U.S. investment banks are experiencing a record quarter, with major firms like JPMorgan Chase, Bank of America, and Goldman Sachs reporting strong trading revenues and deal-making activity. In contrast, European banks have struggled, prompting the European Commission to propose a series of deregulation measures aimed at boosting their competitiveness.
These proposals, expected to be detailed in a report on banking competitiveness due Friday, include potential changes to capital requirements, which could lower the capital burdens on banks and facilitate cross-border mergers.
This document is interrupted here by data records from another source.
use bevy::prelude::Events;

use crate::ghost::GhostEventApplied;
use crate::pool::{Partition, PooledKind};
use crate::sync_buffer::{ActionKind, PlayerEvent};
use crate::test_harness::TestRun;

#[test]
fn collected_orb_disappears_for_the_ghost_one_lag_later() {
    let mut run = TestRun::quarter_second_lag();
    let id = run.place_pair_on_start_line(PooledKind::Orb);
    let ghost_copy = run.object(Partition::Ghost, id).expect("ghost copy placed");

    run.tick(1);
    run.assert_active(Partition::Live, id, false);
    run.assert_active(Partition::Ghost, id, true);
    assert_eq!(run.session().display_score(), 5);
    assert!(run.runner_glow().is_lit(PooledKind::Orb));

    run.tick(3);
    run.assert_active(Partition::Ghost, id, true);
    assert!(!run.ghost_glow().is_lit(PooledKind::Orb));

    run.tick(1);
    run.assert_active(Partition::Ghost, id, false);
    assert!(run.is_released(ghost_copy));
    assert!(run.ghost_glow().is_lit(PooledKind::Orb));
}

#[test]
fn orb_is_collected_only_once() {
    let mut run = TestRun::quarter_second_lag();
    run.place_pair_on_start_line(PooledKind::Orb);
    run.tick(10);
    assert_eq!(run.store().stats().events_recorded, 1);
    assert_eq!(run.replay_stats().events_applied, 1);
}

#[test]
fn backlog_drains_in_one_tick_in_order() {
    let mut run = TestRun::quarter_second_lag();
    let orb = run.place_pair_far_ahead(PooledKind::Orb, -1.0);
    let obstacle = run.place_pair_far_ahead(PooledKind::Obstacle, 1.0);
    let later = run.place_pair_far_ahead(PooledKind::Orb, 0.0);
    run.tick(8);

    {
        let mut store = run.store_mut();
        store.record_event(PlayerEvent::collect_orb(0.0625, orb));
        store.record_event(PlayerEvent::hit_obstacle(0.125, obstacle));
        store.record_event(PlayerEvent::jump(0.1875));
        store.record_event(PlayerEvent::collect_orb(5.0, later));
    }
    run.tick(1);

    let kinds: Vec<ActionKind> = run.replayed_events().iter().map(|e| e.kind).collect();
    assert_eq!(
        kinds,
        vec![ActionKind::CollectOrb, ActionKind::HitObstacle, ActionKind::Jump]
    );
    run.assert_active(Partition::Ghost, orb, false);
    run.assert_active(Partition::Ghost, obstacle, false);
    run.assert_active(Partition::Ghost, later, true);
    // The live side is untouched by replay.
    run.assert_active(Partition::Live, orb, true);
    run.assert_active(Partition::Live, obstacle, true);
    assert_eq!(run.store().pending_events(), 1);
}

#[test]
fn missing_ghost_target_is_consumed_quietly() {
    let mut run = TestRun::quarter_second_lag();
    run.tick(8);
    run.store_mut().record_event(PlayerEvent::collect_orb(0.0, 999));
    run.tick(1);

    let stats = run.replay_stats();
    assert_eq!(stats.events_applied, 1);
    assert_eq!(stats.dangling_targets, 1);
    assert_eq!(run.store().pending_events(), 0);

    let applied: Vec<GhostEventApplied> = run
        .world_mut()
        .resource::<Events<GhostEventApplied>>()
        .iter_current_update_events()
        .cloned()
        .collect();
    assert_eq!(applied.len(), 1);
    assert_eq!(applied[0].target, None);
}

#[test]
fn overflowing_event_ring_replays_only_the_newest() {
    let mut run = TestRun::quarter_second_lag();
    run.tick(8);
    let capacity = run.store().event_capacity();
    {
        let mut store = run.store_mut();
        for i in 0..capacity + 8 {
            store.record_event(PlayerEvent::jump(i as f32 * 0.001));
        }
    }
    assert_eq!(run.store().stats().events_overwritten, 8);

    run.tick(1);
    let replayed = run.replayed_events();
    assert_eq!(replayed.len(), capacity);
    assert_eq!(replayed[0].time, 8.0 * 0.001);
}

#[test]
fn obstacle_copy_is_released_for_the_ghost() {
    let mut run = TestRun::quarter_second_lag();
    let id = run.place_pair_on_start_line(PooledKind::Obstacle);
    run.tick(4);
    run.assert_active(Partition::Ghost, id, true);
    run.tick(1);
    run.assert_active(Partition::Ghost, id, false);
    assert!(run.ghost_glow().is_lit(PooledKind::Obstacle));
}
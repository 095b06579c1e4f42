//! Minimal vertical physics for the two actors.
//!
//! Bodies fall under `GameParams::gravity`, take instantaneous impulses and rest
//! on a flat floor. Horizontal velocity is integrated too; the ghost simply
//! keeps its x velocity at zero and is moved kinematically on that axis.

use bevy::prelude::*;

use crate::config::{ACTOR_HALF_HEIGHT, FLOOR_Y};
use crate::game_params::GameParams;
use crate::sim_clock::SimClock;

#[derive(Component, Debug, Clone)]
pub struct Body {
    pub velocity: Vec3,
    pub mass: f32,
}

impl Default for Body {
    fn default() -> Self {
        Self {
            velocity: Vec3::ZERO,
            mass: 1.0,
        }
    }
}

impl Body {
    /// Instantaneous change of momentum: `Δv = impulse / mass`.
    pub fn apply_impulse(&mut self, impulse: Vec3) {
        if self.mass > 0.0 {
            self.velocity += impulse / self.mass;
        }
    }

    pub fn stop(&mut self) {
        self.velocity = Vec3::ZERO;
    }
}

/// Resting height of an actor's centre.
pub fn rest_height() -> f32 {
    FLOOR_Y + ACTOR_HALF_HEIGHT
}

/// Whether a centre at `y` is within `tolerance` of standing on the floor.
pub fn is_grounded(y: f32, tolerance: f32) -> bool {
    y - rest_height() <= tolerance
}

/// Advance one body by `dt` seconds: gravity, velocity, floor contact.
pub fn step_body(translation: &mut Vec3, body: &mut Body, gravity: f32, dt: f32) {
    body.velocity.y += gravity * dt;
    *translation += body.velocity * dt;

    let floor = rest_height();
    if translation.y <= floor {
        translation.y = floor;
        if body.velocity.y < 0.0 {
            body.velocity.y = 0.0;
        }
    }
}

pub fn integrate_bodies(
    params: Res<GameParams>,
    clock: Res<SimClock>,
    mut bodies: Query<(&mut Transform, &mut Body)>,
) {
    let dt = clock.delta();
    for (mut transform, mut body) in &mut bodies {
        step_body(&mut transform.translation, &mut body, params.gravity, dt);
    }
}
Analysts, including Jakub Lichwa from TwentyFour Asset Management, suggest that reduced capital requirements could enhance returns on equity, making European bank shares more appealing to investors. The report is seen as crucial for instilling confidence in European bank boardrooms, especially as major banks like Santander and Deutsche Bank prepare to report earnings.
Andrew Stimpson from KBW emphasizes the need for Europe to recognize its strategic weaknesses and the importance of large-scale banks to finance capital-intensive projects. The anticipated changes could lead to a more consolidated banking sector in Europe, enabling it to better compete with U.S. giants that have dominated the market for years.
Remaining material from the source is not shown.